• Die heutige Sitzung der Europäischen Zentralbank stand ganz im Zeichen der Neuausrichtung der geldpolitischen Instrumente für das kommende Jahr. So beschloss der Rat, dass das Notfallprogramm PEPP über den März 2022 hinaus nicht erneut verlängert wird. Das anvisierte Ankaufvolumen bleibt unverändert bei EUR 1,85 Billionen, was bis Ende März fast, aber wahrscheinlich nicht ganz aufgebraucht werden dürfte. An der Leitzinsschraube dreht die EZB erwartungsgemäß nicht.

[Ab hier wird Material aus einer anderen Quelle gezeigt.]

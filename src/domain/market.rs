//! Target-venue market configuration.
//!
//! - [`MarketConfig`] - Market parameters as the target venue stores them
//! - [`equivalent`] - Whether two configurations differ in an update-worthy way
//! - [`UpdateMarketRequest`] - The write issued when they do

use rust_decimal::Decimal;
use serde::Serialize;

/// Market parameters on the target venue.
///
/// Built once per reconciliation pass and never modified afterwards; the
/// `with_*` methods consume the value and are only used while constructing it.
#[derive(Debug, Clone, PartialEq, Eq, Serialize)]
pub struct MarketConfig {
    symbol: String,
    name: String,
    base_unit: String,
    quote_unit: String,
    min_price: Decimal,
    max_price: Decimal,
    min_amount: Decimal,
    amount_precision: i32,
    price_precision: i32,
}

impl MarketConfig {
    /// Create a market for the given pair with zeroed limits and precisions.
    ///
    /// The symbol is `lower(base + quote)` and the name `BASE/QUOTE`.
    pub fn new(base_unit: &str, quote_unit: &str) -> Self {
        Self {
            symbol: format!("{base_unit}{quote_unit}").to_lowercase(),
            name: format!("{}/{}", base_unit.to_uppercase(), quote_unit.to_uppercase()),
            base_unit: base_unit.to_lowercase(),
            quote_unit: quote_unit.to_lowercase(),
            min_price: Decimal::ZERO,
            max_price: Decimal::ZERO,
            min_amount: Decimal::ZERO,
            amount_precision: 0,
            price_precision: 0,
        }
    }

    /// Replace the derived symbol and name with the ones a venue reported.
    #[must_use]
    pub fn with_identity(mut self, symbol: impl Into<String>, name: impl Into<String>) -> Self {
        self.symbol = symbol.into();
        self.name = name.into();
        self
    }

    #[must_use]
    pub fn with_price_limits(mut self, min_price: Decimal, max_price: Decimal) -> Self {
        self.min_price = min_price;
        self.max_price = max_price;
        self
    }

    #[must_use]
    pub fn with_amount(mut self, min_amount: Decimal, amount_precision: i32) -> Self {
        self.min_amount = min_amount;
        self.amount_precision = amount_precision;
        self
    }

    #[must_use]
    pub fn with_price_precision(mut self, price_precision: i32) -> Self {
        self.price_precision = price_precision;
        self
    }

    /// Target-venue symbol, e.g. `bnbbtc`.
    #[must_use]
    pub fn symbol(&self) -> &str {
        &self.symbol
    }

    /// Display name, e.g. `BNB/BTC`.
    #[must_use]
    pub fn name(&self) -> &str {
        &self.name
    }

    #[must_use]
    pub fn base_unit(&self) -> &str {
        &self.base_unit
    }

    #[must_use]
    pub fn quote_unit(&self) -> &str {
        &self.quote_unit
    }

    #[must_use]
    pub const fn min_price(&self) -> Decimal {
        self.min_price
    }

    /// Zero means the market has no upper price bound.
    #[must_use]
    pub const fn max_price(&self) -> Decimal {
        self.max_price
    }

    #[must_use]
    pub const fn min_amount(&self) -> Decimal {
        self.min_amount
    }

    /// May be negative for amounts stepped in tens or more.
    #[must_use]
    pub const fn amount_precision(&self) -> i32 {
        self.amount_precision
    }

    #[must_use]
    pub const fn price_precision(&self) -> i32 {
        self.price_precision
    }

    /// Symbol of the same pair on the source venue, e.g. `BNBBTC`.
    #[must_use]
    pub fn source_symbol(&self) -> String {
        format!("{}{}", self.base_unit, self.quote_unit).to_uppercase()
    }

    /// See [`equivalent`].
    #[must_use]
    pub fn is_equivalent(&self, other: &Self) -> bool {
        equivalent(self, other)
    }
}

/// True when `a` and `b` agree on both precisions and the minimum amount.
///
/// Amounts compare by value, so `11` equals `11.0`. Symbol, name and price
/// limits are not compared: drift there does not warrant a write.
#[must_use]
pub fn equivalent(a: &MarketConfig, b: &MarketConfig) -> bool {
    a.amount_precision == b.amount_precision
        && a.price_precision == b.price_precision
        && a.min_amount == b.min_amount
}

/// Market update submitted to the target venue.
#[derive(Debug, Clone, PartialEq, Eq, Serialize)]
pub struct UpdateMarketRequest {
    pub symbol: String,
    pub min_price: Decimal,
    pub max_price: Decimal,
    pub min_amount: Decimal,
    pub amount_precision: i32,
    pub price_precision: i32,
}

impl UpdateMarketRequest {
    /// Request that brings the market `symbol` in line with `proposed`.
    #[must_use]
    pub fn new(symbol: impl Into<String>, proposed: &MarketConfig) -> Self {
        Self {
            symbol: symbol.into(),
            min_price: proposed.min_price,
            max_price: proposed.max_price,
            min_amount: proposed.min_amount,
            amount_precision: proposed.amount_precision,
            price_precision: proposed.price_precision,
        }
    }
}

• Wie erwartet wird der Ausstieg aus den PEPP-Nettoankäufen durch eine Reihe von zusätzlichen Beschlüssen flankiert. Zur Vermeidung von Klippeneffekten wird das reguläre Ankaufprogramm APP auf monatlich EUR 40 Mrd. in Q2 bzw. EUR 30 Mrd. in Q3 aufgestockt. Ab Oktober 2022 kehrt die EZB zum derzeitigen Tempo zurück und benennt weiterhin kein Ablaufdatum. Die bislang klar kommunizierte Reihenfolge, wonach eine Zinserhöhung erst nach dem Ende aller Nettoankäufe erfolgt, wurde heute noch einmal bestätigt. Ein Zinsschritt in 2022 ist damit sehr unwahrscheinlich. Zu begrüßen ist aber, dass die EZB für eine Kompensation der Lasten des Bankensektors durch Negativzinsen zukünftig offenbar den Tiering-Faktor rekalibrieren möchte!

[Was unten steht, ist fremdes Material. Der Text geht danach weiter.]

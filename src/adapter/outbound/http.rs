//! Shared REST plumbing for venue clients.

use std::time::Duration;

use reqwest::{Client as HttpClient, Response};
use serde::de::DeserializeOwned;
use tracing::warn;

use crate::error::{Result, VenueError};
use crate::infrastructure::config::HttpConfig;

/// Build an HTTP client honoring the configured timeouts.
pub(crate) fn build_client(config: &HttpConfig) -> HttpClient {
    HttpClient::builder()
        .timeout(Duration::from_millis(config.timeout_ms))
        .connect_timeout(Duration::from_millis(config.connect_timeout_ms))
        .build()
        .unwrap_or_else(|err| {
            warn!(error = %err, "Failed to build HTTP client, using defaults");
            HttpClient::new()
        })
}

/// Join a base URL and an absolute endpoint path.
pub(crate) fn endpoint_url(base_url: &str, endpoint: &str) -> String {
    format!("{}{}", base_url.trim_end_matches('/'), endpoint)
}

/// Reject non-success statuses with a [`VenueError`].
pub(crate) fn check_status(
    venue: &'static str,
    endpoint: &str,
    response: Response,
) -> Result<Response> {
    let status = response.status();
    if status.is_success() {
        return Ok(response);
    }
    Err(VenueError::from_status(venue, endpoint, status.as_u16()).into())
}

/// Check the status and decode the JSON body.
pub(crate) async fn read_json<T>(
    venue: &'static str,
    endpoint: &str,
    response: Response,
) -> Result<T>
where
    T: DeserializeOwned,
{
    let response = check_status(venue, endpoint, response)?;
    let body = response.bytes().await?;
    Ok(serde_json::from_slice(&body)?)
}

• Der Rat plant zusätzlich, Fälligkeiten aus dem PEPP nun mindestens bis Ende 2024 vollständig zu reinvestieren. Vor dem Hintergrund der hohen Unsicherheit über den weiteren Pandemieverlauf sichert sich der Rat zudem ein hohes Maß an Flexibilität. So behält er sich eine strategische Nutzung der Reinvestments für den Fall neuer Marktturbulenzen ebenso vor wie eine Reaktivierung der PEPP-Nettoankäufe, sofern negative Schocks durch die Pandemie dies erforderlich machen.
• Die hohen Inflationsraten sind ein globales Phänomen und setzen die Notenbanken weltweit unter Druck. Mit Spannung wurden daher die neuen Projektionen der EZB erwartet. Klar war schon im Vorfeld, dass die Inflationsprojektion zumindest für das Jahr 2022 sehr deutlich nach oben revidiert werden muss – und in der Tat ist die Anhebung von 1,7% auf 3,2% außergewöhnlich! Für 2023 (1,8%) und 2024 (1,8%) bleibt die EZB jedoch bei der Erwartung einer eher zu niedrigen Inflation.
• Die US-Notenbank hat gestern einen klar hawkishen Ton angestimmt, das Tapering-Tempo erhöht und mit den neuen Dot Plots die Erwartung eines früher einsetzenden und steileren Zinserhöhungspfades kommuniziert. Die Bank of England (0,25%) und die Norges Bank (0,50%) haben heute sogar ihre Leitzinsen erhöht. Die EZB begibt sich hingegen mit den heutigen Beschlüssen nicht ins Lager der Falken, die Tauben in Frankfurt sind offenbar noch lange nicht müde!
• Die EZB lässt richtigerweise das PEPP Ende März auslaufen, die Geldpolitik bleibt aber expansiv, dies unterstreichen nicht nur die flankierenden Maßnahmen für 2022. Auch die noch weiter in die Zukunft reichenden Festlegungen machen es unwahrscheinlich, dass auf das Ende des PEPP schon bald eine Zinserhöhung folgt. Noch überwiegt die Sicht im Rat, dass transitorische Effekte einen „Inflationsbuckel“ erzeugen. Es stellt sich aber die Frage, ob aus dem Buckel nicht doch ein Hochplateau wird. Gerade die massive Aufwärtsrevision der kurzfristigen Inflationsprognose für 2022 unterstreicht die hohe Prognoseunsicherheit. Mehr Flexibilität ist bei großer Unsicherheit sicher der richtige Ansatz, diese sollte jedoch für beide Seiten gelten, also auch für den Fall einer möglicherweise länger anhaltenden Inflationszielverfehlung.
• Fazit: Die EZB reagiert auf den starken Anstieg der Inflation und lässt das PEPP-Programm Ende März 2022 auslaufen. Zugleich flankiert der Rat wie erwartet den Ausstieg und organisiert über das APP eine Fading-out-Phase. Zudem sichert er sich ein hohes Maß an Flexibilität für den Fall neuer Marktturbulenzen. Die Inflationsprognose für 2022 hat die EZB dramatisch angehoben – von 1,7% auf 3,2%! Dies belegt die hohe Prognoseunsicherheit in der Pandemie. Die EZB bleibt insofern auf halbem Weg stehen, da ein mehr an Flexibilität auch notwendig ist, um rechtzeitig und angemessen auf einen anhaltenden Inflationsdruck reagieren zu können. Der „Inflationsbuckel“ könnte sich auch als Hochplateau entpuppen!